LONDRES—Chelsea y Arsenal procurarán esta semana victorias en casa que tranquilicen un poco a sus aficionados, quienes lucen cada día más frustrados con los desempeños de ambos clubes.

El técnico interino del Chelsea Rafa Benítez todavía no ha sido aceptado por la hinchada y es abucheado estruendosamente en cada partido en el Stamford Bridge. En medio de tanta hostilidad, el club no anotó en cuatro de los seis encuentros que lleva jugados como local desde que llegó Benítez.

El equipo enfrentará el miércoles al Southampton en un partido reprogramado de la Liga Premier.

"Cuando ganemos, la hinchada estará de nuevo con nosotros", afirmó el arquero del Chelsea Petr Cech.

Los hinchas de Arsenal, por su parte, llevan ocho años sin festejar títulos y el técnico Arsene Wenger sabe que están perdiendo la paciencia. El malestar es tal que Wenger dice que a sus jugadores ya les cuesta jugar en su estadio Emiratos.

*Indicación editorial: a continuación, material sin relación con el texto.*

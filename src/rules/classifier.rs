use crate::types::{AnomalyEvent, AnomalyKind, RawAnomaly, Severity};

/// Map an upstream change category to an internal direction and severity.
/// Unknown labels default to (Rocket, Low) so new upstream categories surface
/// as low-noise surges instead of disappearing.
pub fn classify_label(label: &str) -> (AnomalyKind, Severity) {
    match label {
        "火箭发射" => (AnomalyKind::Rocket, Severity::High),
        "快速反弹" => (AnomalyKind::Rocket, Severity::Medium),
        "封涨停板" => (AnomalyKind::Rocket, Severity::High),
        "打开跌停板" => (AnomalyKind::Rocket, Severity::Medium),
        "竞价上涨" => (AnomalyKind::Rocket, Severity::Low),
        "加速下跌" => (AnomalyKind::Dive, Severity::High),
        "高台跳水" => (AnomalyKind::Dive, Severity::High),
        "封跌停板" => (AnomalyKind::Dive, Severity::High),
        "打开涨停板" => (AnomalyKind::Dive, Severity::High),
        "竞价下跌" => (AnomalyKind::Dive, Severity::Low),
        "大笔买入" => (AnomalyKind::BigOrderBuy, Severity::Medium),
        "有大买盘" => (AnomalyKind::BigOrderBuy, Severity::Medium),
        "大笔卖出" => (AnomalyKind::BigOrderSell, Severity::Medium),
        "有大卖盘" => (AnomalyKind::BigOrderSell, Severity::Medium),
        _ => (AnomalyKind::Rocket, Severity::Low),
    }
}

/// Fields recovered from the stream's comma-delimited detail record.
#[derive(Debug, Clone, Copy, Default, PartialEq)]
pub struct InfoFields {
    pub volume: f64,
    pub price: f64,
    pub change_pct: f64,
    pub amount: f64,
}

/// The detail record layout varies by category: most carry
/// `volume,price,change,amount`, board events carry `price,change`. The
/// change arrives as a decimal fraction and is scaled to percent here.
/// Placeholder `-` and unparseable fields read as zero.
pub fn parse_info(info: &str) -> InfoFields {
    let parts: Vec<&str> = info.split(',').collect();
    let mut fields = InfoFields::default();
    if parts.len() >= 4 {
        fields.volume = parse_field(parts[0]);
        fields.price = parse_field(parts[1]);
        fields.change_pct = parse_field(parts[2]) * 100.0;
        fields.amount = parse_field(parts[3]);
    } else if parts.len() >= 2 {
        fields.price = parse_field(parts[0]);
        fields.change_pct = parse_field(parts[1]) * 100.0;
    }
    fields
}

fn parse_field(s: &str) -> f64 {
    let s = s.trim();
    if s.is_empty() || s == "-" {
        return 0.0;
    }
    s.parse().unwrap_or(0.0)
}

/// Human-readable alert line in the upstream's own terms, prefixed with the
/// direction emoji. Big-order amounts are shown in 万 (10k yuan).
pub fn render_message(
    kind: AnomalyKind,
    label: &str,
    name: &str,
    code: &str,
    fields: &InfoFields,
) -> String {
    let emoji = kind.emoji();
    match kind {
        AnomalyKind::Rocket => format!(
            "{emoji} {label}！{name}({code}) 涨幅 {:+.1}%，现价 ¥{}",
            fields.change_pct, fields.price
        ),
        AnomalyKind::Dive => format!(
            "{emoji} {label}！{name}({code}) 跌幅 {:+.1}%，现价 ¥{}",
            fields.change_pct, fields.price
        ),
        AnomalyKind::BigOrderBuy => format!(
            "{emoji} {label}！{name}({code}) 成交额 {:.0}万，涨幅 {:+.1}%",
            fields.amount / 10_000.0,
            fields.change_pct
        ),
        AnomalyKind::BigOrderSell => format!(
            "{emoji} {label}！{name}({code}) 成交额 {:.0}万，跌幅 {:+.1}%",
            fields.amount / 10_000.0,
            fields.change_pct
        ),
    }
}

/// Classify one raw stream row. Returns None when the row is missing its
/// mandatory identity fields; the batch continues without it.
pub fn classify(raw: &RawAnomaly, trade_date: &str) -> Option<AnomalyEvent> {
    if raw.code.is_empty() || raw.name.is_empty() || raw.raw_label.is_empty() {
        return None;
    }

    let (kind, severity) = classify_label(&raw.raw_label);
    let fields = parse_info(&raw.info);
    let message = render_message(kind, &raw.raw_label, &raw.name, &raw.code, &fields);

    Some(AnomalyEvent {
        code: raw.code.clone(),
        name: raw.name.clone(),
        kind,
        raw_label: raw.raw_label.clone(),
        severity,
        price: fields.price,
        change_pct: fields.change_pct,
        amount: fields.amount,
        message,
        event_time: raw.event_time.clone(),
        trade_date: trade_date.to_string(),
    })
}

// ---------------------------------------------------------------------------
// Tests
// ---------------------------------------------------------------------------

#[cfg(test)]
mod tests {
    use super::*;

    fn raw(label: &str, info: &str) -> RawAnomaly {
        RawAnomaly {
            code: "600519".to_string(),
            name: "贵州茅台".to_string(),
            raw_label: label.to_string(),
            info: info.to_string(),
            event_time: "09:31:12".to_string(),
        }
    }

    #[test]
    fn known_labels_map_to_direction_and_severity() {
        assert_eq!(classify_label("火箭发射"), (AnomalyKind::Rocket, Severity::High));
        assert_eq!(classify_label("高台跳水"), (AnomalyKind::Dive, Severity::High));
        // Reopened boards flip direction: an opened limit-up is a dive.
        assert_eq!(classify_label("打开涨停板"), (AnomalyKind::Dive, Severity::High));
        assert_eq!(classify_label("打开跌停板"), (AnomalyKind::Rocket, Severity::Medium));
        assert_eq!(classify_label("有大卖盘"), (AnomalyKind::BigOrderSell, Severity::Medium));
        assert_eq!(classify_label("竞价下跌"), (AnomalyKind::Dive, Severity::Low));
    }

    #[test]
    fn unknown_label_defaults_to_low_rocket() {
        assert_eq!(classify_label("神秘新类别"), (AnomalyKind::Rocket, Severity::Low));
        assert_eq!(classify_label("8999"), (AnomalyKind::Rocket, Severity::Low));
    }

    #[test]
    fn four_field_info_scales_change_to_percent() {
        let f = parse_info("120500,35.80,0.0512,4310000");
        assert_eq!(f.volume, 120500.0);
        assert_eq!(f.price, 35.8);
        assert!((f.change_pct - 5.12).abs() < 1e-9);
        assert_eq!(f.amount, 4_310_000.0);
    }

    #[test]
    fn two_field_info_is_price_and_change() {
        let f = parse_info("19.95,0.1001");
        assert_eq!(f.price, 19.95);
        assert!((f.change_pct - 10.01).abs() < 1e-9);
        assert_eq!(f.volume, 0.0);
        assert_eq!(f.amount, 0.0);
    }

    #[test]
    fn placeholders_and_garbage_read_as_zero() {
        let f = parse_info("-,12.30,abc,-");
        assert_eq!(f.volume, 0.0);
        assert_eq!(f.price, 12.3);
        assert_eq!(f.change_pct, 0.0);
        assert_eq!(f.amount, 0.0);

        assert_eq!(parse_info(""), InfoFields::default());
        assert_eq!(parse_info("7.77"), InfoFields::default());
    }

    #[test]
    fn rocket_message_carries_price_and_change() {
        let event = classify(&raw("火箭发射", "1000,35.80,0.0512,4310000"), "20260823")
            .expect("classifiable row");
        assert_eq!(event.kind, AnomalyKind::Rocket);
        assert!(event.message.starts_with("🚀 火箭发射！贵州茅台(600519)"));
        assert!(event.message.contains("+5.1%"));
        assert!(event.message.contains("¥35.8"));
    }

    #[test]
    fn big_order_message_shows_amount_in_wan() {
        let event = classify(&raw("大笔卖出", "1000,8.00,-0.021,25000000"), "20260823")
            .expect("classifiable row");
        assert_eq!(event.kind, AnomalyKind::BigOrderSell);
        assert!(event.message.contains("💸"));
        assert!(event.message.contains("2500万"));
        assert!(event.message.contains("-2.1%"));
    }

    #[test]
    fn rows_without_identity_are_skipped() {
        let mut r = raw("火箭发射", "1,2,0.03,4");
        r.code = String::new();
        assert!(classify(&r, "20260823").is_none());

        let mut r = raw("火箭发射", "1,2,0.03,4");
        r.raw_label = String::new();
        assert!(classify(&r, "20260823").is_none());
    }

    #[test]
    fn event_keeps_source_time_and_date() {
        let event = classify(&raw("快速反弹", "1,2,0.03,4"), "20260823").expect("row");
        assert_eq!(event.event_time, "09:31:12");
        assert_eq!(event.trade_date, "20260823");
        assert_eq!(event.raw_label, "快速反弹");
    }
}
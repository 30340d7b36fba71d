pub mod snapshot;

pub use snapshot::SnapshotStore;
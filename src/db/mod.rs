pub mod anomaly_store;
pub mod models;
pub mod signal_store;

pub use anomaly_store::AnomalyStore;
pub use signal_store::SignalStore;

use std::str::FromStr;

use sqlx::sqlite::{SqliteConnectOptions, SqlitePoolOptions};
use sqlx::SqlitePool;

use crate::error::Result;

pub static MIGRATOR: sqlx::migrate::Migrator = sqlx::migrate!("./migrations");

/// Open the SQLite database (creating the file on first boot) and bring the
/// schema up to date.
pub async fn connect(db_path: &str) -> Result<SqlitePool> {
    let options = SqliteConnectOptions::from_str(&format!("sqlite:{db_path}"))?
        .create_if_missing(true);

    let pool = SqlitePoolOptions::new()
        .max_connections(5)
        .connect_with(options)
        .await?;

    MIGRATOR.run(&pool).await?;
    Ok(pool)
}

/// Fresh in-memory database with the full schema applied.
///
/// Capped at a single connection: every pooled connection to `:memory:`
/// would otherwise get its own empty database.
#[cfg(test)]
pub(crate) async fn memory_pool() -> SqlitePool {
    let pool = SqlitePoolOptions::new()
        .max_connections(1)
        .connect("sqlite::memory:")
        .await
        .expect("in-memory pool");
    MIGRATOR.run(&pool).await.expect("migrations");
    pool
}
use std::sync::Arc;

use tokio::sync::RwLock;

use crate::types::MarketSnapshot;

// ---------------------------------------------------------------------------
// SnapshotStore
// ---------------------------------------------------------------------------

/// Holds the latest composite market snapshot.
///
/// The pipeline publishes a fresh snapshot once per cycle; readers get a
/// cheap Arc clone of whatever was last published. Empty until the first
/// cycle completes.
pub struct SnapshotStore {
    current: RwLock<Option<Arc<MarketSnapshot>>>,
}

impl SnapshotStore {
    pub fn new() -> Arc<Self> {
        Arc::new(Self {
            current: RwLock::new(None),
        })
    }

    pub async fn publish(&self, snapshot: MarketSnapshot) {
        let mut guard = self.current.write().await;
        *guard = Some(Arc::new(snapshot));
    }

    pub async fn latest(&self) -> Option<Arc<MarketSnapshot>> {
        self.current.read().await.clone()
    }
}

// ---------------------------------------------------------------------------
// Tests
// ---------------------------------------------------------------------------

#[cfg(test)]
mod tests {
    use super::*;
    use crate::types::Trend;

    fn snapshot(mood: f64) -> MarketSnapshot {
        MarketSnapshot {
            mood_index: mood,
            up_count: 2800,
            down_count: 1900,
            flat_count: 300,
            limit_up_count: 45,
            limit_down_count: 5,
            fried_board_count: 12,
            fried_rate: 21.05,
            premium_rate: 1.8,
            promotion_rate: 33.3,
            trend: Trend::Flat,
            degraded: false,
            generated_at: 1_700_000_000,
        }
    }

    #[tokio::test]
    async fn empty_until_first_publish() {
        let store = SnapshotStore::new();
        assert!(store.latest().await.is_none());
    }

    #[tokio::test]
    async fn publish_replaces_the_previous_snapshot() {
        let store = SnapshotStore::new();
        store.publish(snapshot(55.0)).await;
        store.publish(snapshot(62.5)).await;

        let latest = store.latest().await.unwrap();
        assert_eq!(latest.mood_index, 62.5);
    }

    #[tokio::test]
    async fn readers_keep_their_arc_after_a_publish() {
        let store = SnapshotStore::new();
        store.publish(snapshot(55.0)).await;

        let held = store.latest().await.unwrap();
        store.publish(snapshot(70.0)).await;

        assert_eq!(held.mood_index, 55.0);
        assert_eq!(store.latest().await.unwrap().mood_index, 70.0);
    }
}
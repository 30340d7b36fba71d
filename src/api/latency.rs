//! In-memory fetch latency histograms, one per metric.
//! The feed records successful provider fetches; the stats API reads.

use std::collections::HashMap;
use std::sync::Mutex;
use std::time::Duration;

use serde::Serialize;

use crate::types::MetricKind;

/// Percentiles in microseconds plus the sample count for one metric.
#[derive(Debug, Clone, Copy, Serialize)]
pub struct LatencySummary {
    pub p50_us: u64,
    pub p95_us: u64,
    pub p99_us: u64,
    pub samples: u64,
}

/// Shared fetch latency stats, keyed by metric.
pub struct FetchLatency {
    inner: Mutex<HashMap<MetricKind, hdrhistogram::Histogram<u64>>>,
}

impl FetchLatency {
    pub fn new() -> Self {
        Self {
            inner: Mutex::new(HashMap::new()),
        }
    }

    /// Record one successful fetch. Histograms track 1us to 100s at
    /// 3 significant figures; samples past the bound saturate at it.
    pub fn record(&self, kind: MetricKind, d: Duration) {
        let us = d.as_micros().min(u128::from(u64::MAX)) as u64;
        let Ok(mut map) = self.inner.lock() else {
            return;
        };
        let histogram = map.entry(kind).or_insert_with(|| {
            hdrhistogram::Histogram::new_with_bounds(1, 100_000_000, 3)
                .expect("valid histogram bounds")
        });
        histogram.saturating_record(us.max(1));
    }

    /// Summary for one metric. None until the first sample lands.
    pub fn summary(&self, kind: MetricKind) -> Option<LatencySummary> {
        let map = self.inner.lock().ok()?;
        let histogram = map.get(&kind)?;
        if histogram.len() == 0 {
            return None;
        }
        Some(LatencySummary {
            p50_us: histogram.value_at_quantile(0.5),
            p95_us: histogram.value_at_quantile(0.95),
            p99_us: histogram.value_at_quantile(0.99),
            samples: histogram.len(),
        })
    }

    /// Per-metric summaries, ordered by metric name.
    pub fn summaries(&self) -> Vec<(MetricKind, LatencySummary)> {
        let Ok(map) = self.inner.lock() else {
            return Vec::new();
        };
        let mut out: Vec<(MetricKind, LatencySummary)> = map
            .iter()
            .filter(|(_, h)| h.len() > 0)
            .map(|(kind, h)| {
                (
                    *kind,
                    LatencySummary {
                        p50_us: h.value_at_quantile(0.5),
                        p95_us: h.value_at_quantile(0.95),
                        p99_us: h.value_at_quantile(0.99),
                        samples: h.len(),
                    },
                )
            })
            .collect();
        out.sort_by_key(|(kind, _)| kind.as_str());
        out
    }

    /// Total samples across all metrics.
    pub fn len(&self) -> u64 {
        self.inner
            .lock()
            .map(|map| map.values().map(|h| h.len()).sum())
            .unwrap_or(0)
    }
}

impl Default for FetchLatency {
    fn default() -> Self {
        Self::new()
    }
}

#[cfg(test)]
mod tests {
    use super::*;

    #[test]
    fn summaries_are_tracked_per_metric() {
        let latency = FetchLatency::new();
        latency.record(MetricKind::Sentiment, Duration::from_millis(120));
        latency.record(MetricKind::Sentiment, Duration::from_millis(80));
        latency.record(MetricKind::Breadth, Duration::from_millis(40));

        let sentiment = latency.summary(MetricKind::Sentiment).unwrap();
        assert_eq!(sentiment.samples, 2);
        assert!(sentiment.p95_us >= sentiment.p50_us);

        assert_eq!(latency.summaries().len(), 2);
        assert_eq!(latency.len(), 3);
        assert!(latency.summary(MetricKind::LeaderStocks).is_none());
    }

    #[test]
    fn samples_past_the_bound_saturate_instead_of_dropping() {
        let latency = FetchLatency::new();
        latency.record(MetricKind::Anomalies, Duration::from_secs(1_000));

        let summary = latency.summary(MetricKind::Anomalies).unwrap();
        assert_eq!(summary.samples, 1);
        // Clamped to the 100s bound, modulo bucket rounding.
        assert!(summary.p50_us >= 99_000_000 && summary.p50_us <= 101_000_000);
    }
}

Arsenal recibirá al Swansea el miércoles en la Copa FA. En esa competencia Manchester United jugará con West Ham.

"Estamos un poco nerviosos y no jugamos con la serenidad necesaria en casa. Eso se hace evidente por la forma en que empezamos los partidos", dijo Wenger tras la derrota 2-0 como local ante el Manchester City, luego de sufrir una expulsión luego de tan solo nueve minutos.

Benítez reemplazó a Roberto di Matteo y bajo su conducció el equipo lleva seis victorias seguidas en tres competencias, incluida un 4-0 sobre Stoke en su última salida.

Pero en Stamford Bridge la historia es otra y el club perdió hace poco ante Queens Park Rangers y Swansea. La hinchada abuchea constantemente a Benítez y al delantero Fernando Torres, que no la emboca, y el ambiente en las tribunas es cada vez más negativo.

El malestar se agravó cuando el club no le ofreció renovar el contrato a Frank Lampard.

Benítez cree que los problemas en casa no son consecuencia del hostigamiento de la gente sino de la actitud defensiva que asumen los rivales. Afuera, afirma, sus jugadores tienen más espacio para atacar.

El estratega tiene que decidir entre Torres o Demba Ba, quien se ha visto más peligroso desde que llegó de Newcastle a principios del mes.

Dirigido por Michael Laudrup, Swansea le ganó 2-0 a Arsenal en la Premier y le empató a Man U, Everton y Liverpool en las últimas semanas. No pierde desde hace casi un mes.

Y en el ataque tiene al español Michu, una de las grandes revelaciones de la campaña.